PROBLEM DESCRIPTION -
First find the line with "sinks.log.sync_all().map_err(|e| CatchlogError::io(&path, e))?;" in the entries below, then set down exactly every line through the line with "use uuid::Uuid;", that line included.

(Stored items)
══════

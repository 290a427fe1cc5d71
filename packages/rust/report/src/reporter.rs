//! The dual-sink reporter.
//!
//! A [`Reporter`] owns the report log file and writes every fragment to it
//! and, when asked, to the console. Both sinks sit behind one lock, so a
//! fragment is written and flushed everywhere before another caller can
//! start.

use std::fs::File;
use std::io::{self, Write};
use std::path::{Path, PathBuf};
use std::sync::{Mutex, MutexGuard};

use tracing::{debug, info, instrument};

use catchlog_shared::{CatchlogError, Catchword, ClusterSummary, Result};

use crate::render::{render_catchwords, render_cluster_summary, render_eigen_spectrum};

/// Writes report fragments to a log file and mirrors them on the console.
pub struct Reporter {
    path: PathBuf,
    sinks: Mutex<Sinks>,
}

struct Sinks {
    log: File,
    console: Box<dyn Write + Send>,
}

impl Reporter {
    /// Open (create or truncate) the report log at `path`, echoing to stdout.
    pub fn open(path: impl AsRef<Path>) -> Result<Self> {
        Self::with_console(path, io::stdout())
    }

    /// Open the report log at `path` with a custom console writer.
    pub fn with_console(
        path: impl AsRef<Path>,
        console: impl Write + Send + 'static,
    ) -> Result<Self> {
        let path = path.as_ref().to_path_buf();
        let log = File::create(&path).map_err(|e| CatchlogError::io(&path, e))?;

        info!(path = %path.display(), "opened report log");

        Ok(Self {
            path,
            sinks: Mutex::new(Sinks {
                log,
                console: Box::new(console),
            }),
        })
    }

    /// Append `text` verbatim to the log and optionally echo it.
    pub fn write_text(&self, text: &str, echo: bool) -> Result<()> {
        self.write_buffer(text.as_bytes(), echo)
    }

    /// Commit a pre-assembled buffer as one flushed unit.
    ///
    /// The log is written and flushed before the console; nothing from
    /// another call can land in between.
    pub fn write_buffer(&self, buffer: &[u8], echo: bool) -> Result<()> {
        if buffer.is_empty() {
            return Ok(());
        }

        let mut sinks = self.lock();
        let Sinks { log, console } = &mut *sinks;
        log.write_all(buffer)
            .and_then(|()| log.flush())
            .map_err(|e| CatchlogError::io(&self.path, e))?;

        if echo {
            console
                .write_all(buffer)
                .and_then(|()| console.flush())
                .map_err(CatchlogError::Console)?;
        }

        debug!(bytes = buffer.len(), echo, "committed report fragment");
        Ok(())
    }

    /// Report the catchwords of one topic.
    ///
    /// `thresholds` is the topic's threshold table, indexed by vocabulary
    /// index.
    #[instrument(skip_all, fields(topic = topic, catchwords = catchword_indices.len()))]
    pub fn report_catchwords(
        &self,
        topic: usize,
        thresholds: &[f64],
        catchword_indices: &[usize],
        vocabulary: &[String],
        echo: bool,
    ) -> Result<()> {
        let words = Catchword::resolve(thresholds, catchword_indices, vocabulary)?;
        self.write_buffer(render_catchwords(&words).as_bytes(), echo)
    }

    /// Report per-cluster statistics, smallest cluster first.
    #[instrument(skip_all, fields(topics = clusters.len()))]
    pub fn report_cluster_summary(&self, clusters: &[ClusterSummary], echo: bool) -> Result<()> {
        self.write_buffer(render_cluster_summary(clusters).as_bytes(), echo)
    }

    /// Report the spectrum of the first `num_topics` squared eigenvalues.
    #[instrument(skip_all, fields(num_topics = num_topics))]
    pub fn report_eigen_spectrum(
        &self,
        eigenvalues: &[f64],
        num_topics: usize,
        echo: bool,
    ) -> Result<()> {
        let out = render_eigen_spectrum(eigenvalues, num_topics)?;
        self.write_buffer(out.as_bytes(), echo)
    }

    /// Flush and release the log.
    pub fn close(self) -> Result<()> {
        let path = self.path;
        let mut sinks = self
            .sinks
            .into_inner()
            .unwrap_or_else(|poisoned| poisoned.into_inner());
        sinks.log.flush().map_err(|e| CatchlogError::io(&path, e))?;
        sinks.log.sync_all().map_err(|e| CatchlogError::io(&path, e))?;

        info!(path = %path.display(), "closed report log");
        Ok(())
    }

    fn lock(&self) -> MutexGuard<'_, Sinks> {
        // A panic mid-write leaves nothing half-updated in `Sinks` itself.
        self.sinks.lock().unwrap_or_else(|poisoned| poisoned.into_inner())
    }
}

impl std::fmt::Debug for Reporter {
    fn fmt(&self, f: &mut std::fmt::Formatter<'_>) -> std::fmt::Result {
        f.debug_struct("Reporter").field("path", &self.path).finish_non_exhaustive()
    }
}

#[cfg(test)]
mod tests {
    use std::sync::Arc;

    use uuid::Uuid;

    use super::*;

    /// Console stand-in that keeps everything written to it.
    #[derive(Clone, Default)]
    struct Captured(Arc<Mutex<Vec<u8>>>);

    impl Captured {
        fn text(&self) -> String {
            String::from_utf8(self.0.lock().unwrap().clone()).unwrap()
        }
    }

    impl Write for Captured {
        fn write(&mut self, buf: &[u8]) -> io::Result<usize> {
            self.0.lock().unwrap().extend_from_slice(buf);
            Ok(buf.len())
        }

        fn flush(&mut self) -> io::Result<()> {
            Ok(())
        }
    }

    fn temp_log() -> PathBuf {
        std::env::temp_dir().join(format!("catchlog_test_{}.log", Uuid::now_v7()))
    }

    fn open_captured() -> (Reporter, Captured, PathBuf) {
        let path = temp_log();
        let console = Captured::default();
        let reporter = Reporter::with_console(&path, console.clone()).unwrap();
        (reporter, console, path)
    }

    #[test]
    fn log_and_console_receive_same_bytes() {
        let (reporter, console, path) = open_captured();

        reporter.write_text("hello\n", true).unwrap();
        let vocabulary: Vec<String> = vec!["a".into(), "b".into(), "c".into()];
        reporter
            .report_catchwords(0, &[0.1, 0.2, 0.3], &[2, 0], &vocabulary, true)
            .unwrap();

        let log = std::fs::read_to_string(&path).unwrap();
        assert_eq!(log, "hello\nCatchwords:\nc:2(0.3) a:0(0.1) \n");
        assert_eq!(console.text(), log);

        let _ = std::fs::remove_file(&path);
    }

    #[test]
    fn fragments_are_flushed_before_return() {
        let (reporter, _console, path) = open_captured();

        reporter.write_text("first\n", false).unwrap();
        assert_eq!(std::fs::read_to_string(&path).unwrap(), "first\n");

        reporter.write_text("second\n", false).unwrap();
        assert_eq!(std::fs::read_to_string(&path).unwrap(), "first\nsecond\n");

        let _ = std::fs::remove_file(&path);
    }

    #[test]
    fn echo_off_keeps_console_quiet() {
        let (reporter, console, path) = open_captured();

        reporter.report_eigen_spectrum(&[4.0, 9.0, 16.0], 3, false).unwrap();

        assert!(console.text().is_empty());
        assert_eq!(
            std::fs::read_to_string(&path).unwrap(),
            "Eigvals:  (0): 2\t(1): 3\t(2): 4\t\n"
        );

        let _ = std::fs::remove_file(&path);
    }

    #[test]
    fn empty_fragment_is_a_no_op() {
        let (reporter, console, path) = open_captured();

        reporter.write_text("kept\n", true).unwrap();
        let before = std::fs::read(&path).unwrap();
        reporter.write_text("", true).unwrap();
        reporter.write_buffer(&[], true).unwrap();

        assert_eq!(std::fs::read(&path).unwrap(), before);
        assert_eq!(console.text(), "kept\n");

        let _ = std::fs::remove_file(&path);
    }

    #[test]
    fn cluster_summary_committed_as_one_fragment() {
        let (reporter, console, path) = open_captured();
        let catchwords: Vec<Vec<usize>> = vec![vec![], vec![5, 6]];
        let closest: Vec<Vec<usize>> = vec![vec![1, 2, 3], (0..7).collect()];
        let clusters = ClusterSummary::from_parallel(
            2,
            &[1.0, 2.0],
            &catchwords,
            &closest,
            &[0.5, 0.6],
            &[0.1, 0.2],
        )
        .unwrap();

        reporter.report_cluster_summary(&clusters, true).unwrap();

        let log = std::fs::read_to_string(&path).unwrap();
        let lines: Vec<&str> = log.lines().collect();
        assert_eq!(lines.len(), 3);
        assert!(lines[0].starts_with("Cluster     0  size:     3"));
        assert!(lines[1].starts_with("Cluster     1  size:     7"));
        assert_eq!(lines[2], "#Topics with no catchwords: 1(2)");
        assert_eq!(console.text(), log);

        let _ = std::fs::remove_file(&path);
    }

    #[test]
    fn invalid_input_writes_nothing() {
        let (reporter, console, path) = open_captured();

        assert!(reporter.report_eigen_spectrum(&[1.0, -4.0], 2, true).is_err());
        assert!(reporter.report_catchwords(1, &[0.5], &[3], &["x".into()], true).is_err());

        assert!(std::fs::read_to_string(&path).unwrap().is_empty());
        assert!(console.text().is_empty());

        let _ = std::fs::remove_file(&path);
    }

    #[test]
    fn open_truncates_existing_log() {
        let path = temp_log();
        std::fs::write(&path, "stale run\n").unwrap();

        let reporter = Reporter::with_console(&path, Captured::default()).unwrap();
        reporter.write_text("fresh\n", false).unwrap();
        reporter.close().unwrap();

        assert_eq!(std::fs::read_to_string(&path).unwrap(), "fresh\n");
        let _ = std::fs::remove_file(&path);
    }

    #[test]
    fn open_fails_for_unreachable_path() {
        let path = std::env::temp_dir()
            .join(format!("catchlog_missing_{}", Uuid::now_v7()))
            .join("run.log");

        let err = Reporter::open(&path).unwrap_err();
        assert!(matches!(err, CatchlogError::Io { .. }));
    }

    #[test]
    fn concurrent_fragments_never_interleave() {
        let (reporter, _console, path) = open_captured();
        let fragment = |id: usize| format!("writer-{id}\n").repeat(50);

        std::thread::scope(|scope| {
            for id in 0..8 {
                let reporter = &reporter;
                scope.spawn(move || {
                    for _ in 0..20 {
                        reporter.write_text(&fragment(id), false).unwrap();
                    }
                });
            }
        });

        let log = std::fs::read_to_string(&path).unwrap();
        let lines: Vec<&str> = log.lines().collect();
        assert_eq!(lines.len(), 8 * 20 * 50);
        for block in lines.chunks(50) {
            assert!(block.iter().all(|line| *line == block[0]), "interleaved fragment");
        }

        let _ = std::fs::remove_file(&path);
    }
}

══════

RESPONSE -
        sinks.log.sync_all().map_err(|e| CatchlogError::io(&path, e))?;

        info!(path = %path.display(), "closed report log");
        Ok(())
    }

    fn lock(&self) -> MutexGuard<'_, Sinks> {
        // A panic mid-write leaves nothing half-updated in `Sinks` itself.
        self.sinks.lock().unwrap_or_else(|poisoned| poisoned.into_inner())
    }
}

impl std::fmt::Debug for Reporter {
    fn fmt(&self, f: &mut std::fmt::Formatter<'_>) -> std::fmt::Result {
        f.debug_struct("Reporter").field("path", &self.path).finish_non_exhaustive()
    }
}

#[cfg(test)]
mod tests {
    use std::sync::Arc;

    use uuid::Uuid;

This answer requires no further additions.